*What is needed*: Wherever a line holds the word "mismatch", copy that line from the data.

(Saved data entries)

[Start of Attachment]

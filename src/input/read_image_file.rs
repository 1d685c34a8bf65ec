// 该文件是 Kanjian （看见） 项目的一部分。
// src/input/read_image_file.rs - 本地图像文件输入
//
// 本文件根据 Apache 许可证第 2.0 版（以下简称“许可证”）授权使用；
// 除非遵守该许可证条款，否则您不得使用本文件。
// 您可通过以下网址获取许可证副本：
// http://www.apache.org/licenses/LICENSE-2.0
// 除非适用法律要求或书面同意，根据本许可协议分发的软件均按“原样”提供，
// 不附带任何形式的明示或暗示的保证或条件。
// 有关许可权限与限制的具体条款，请参阅本许可协议。
//
// Copyright (C) 2026 Johann Li <me@qinka.pro>, Wareless Group

use std::path::PathBuf;

use tracing::{debug, error};
use url::Url;

use crate::{FromUrl, FromUrlWithScheme, input::InputError};

pub struct ImageFileInput {
  path: PathBuf,
}

impl FromUrlWithScheme for ImageFileInput {
  const SCHEME: &'static str = "file";
}

impl FromUrl for ImageFileInput {
  type Error = InputError;

  fn from_url(url: &Url) -> Result<Self, Self::Error> {
    if url.scheme() != Self::SCHEME {
      error!(
        "URI scheme mismatch: expected '{}', found '{}'",
        Self::SCHEME,
        url.scheme()
      );
      return Err(InputError::unavailable(url, "URI scheme mismatch"));
    }

    let path = url
      .to_file_path()
      .unwrap_or_else(|_| PathBuf::from(url.path()));

    Ok(ImageFileInput { path })
  }
}

impl ImageFileInput {
  pub fn new(path: impl Into<PathBuf>) -> Self {
    Self { path: path.into() }
  }

  pub fn fetch(&self) -> Result<Vec<u8>, InputError> {
    debug!("读取图像文件: {}", self.path.display());
    std::fs::read(&self.path).map_err(|e| InputError::unavailable(self.path.display(), e))
  }
}

#[cfg(test)]
mod tests {
  use super::*;

  #[test]
  fn missing_file_is_unavailable() {
    let input = ImageFileInput::new("/nonexistent/kanjian/dog.jpg");
    assert!(matches!(
      input.fetch(),
      Err(InputError::SourceUnavailable { .. })
    ));
  }

  #[test]
  fn rejects_other_schemes() {
    let url = Url::parse("http://example.com/dog.jpg").unwrap();
    assert!(ImageFileInput::from_url(&url).is_err());
  }
}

[End of Attachment]

*Response area*:
        "URI scheme mismatch: expected '{}', found '{}'",
      return Err(InputError::unavailable(url, "URI scheme mismatch"));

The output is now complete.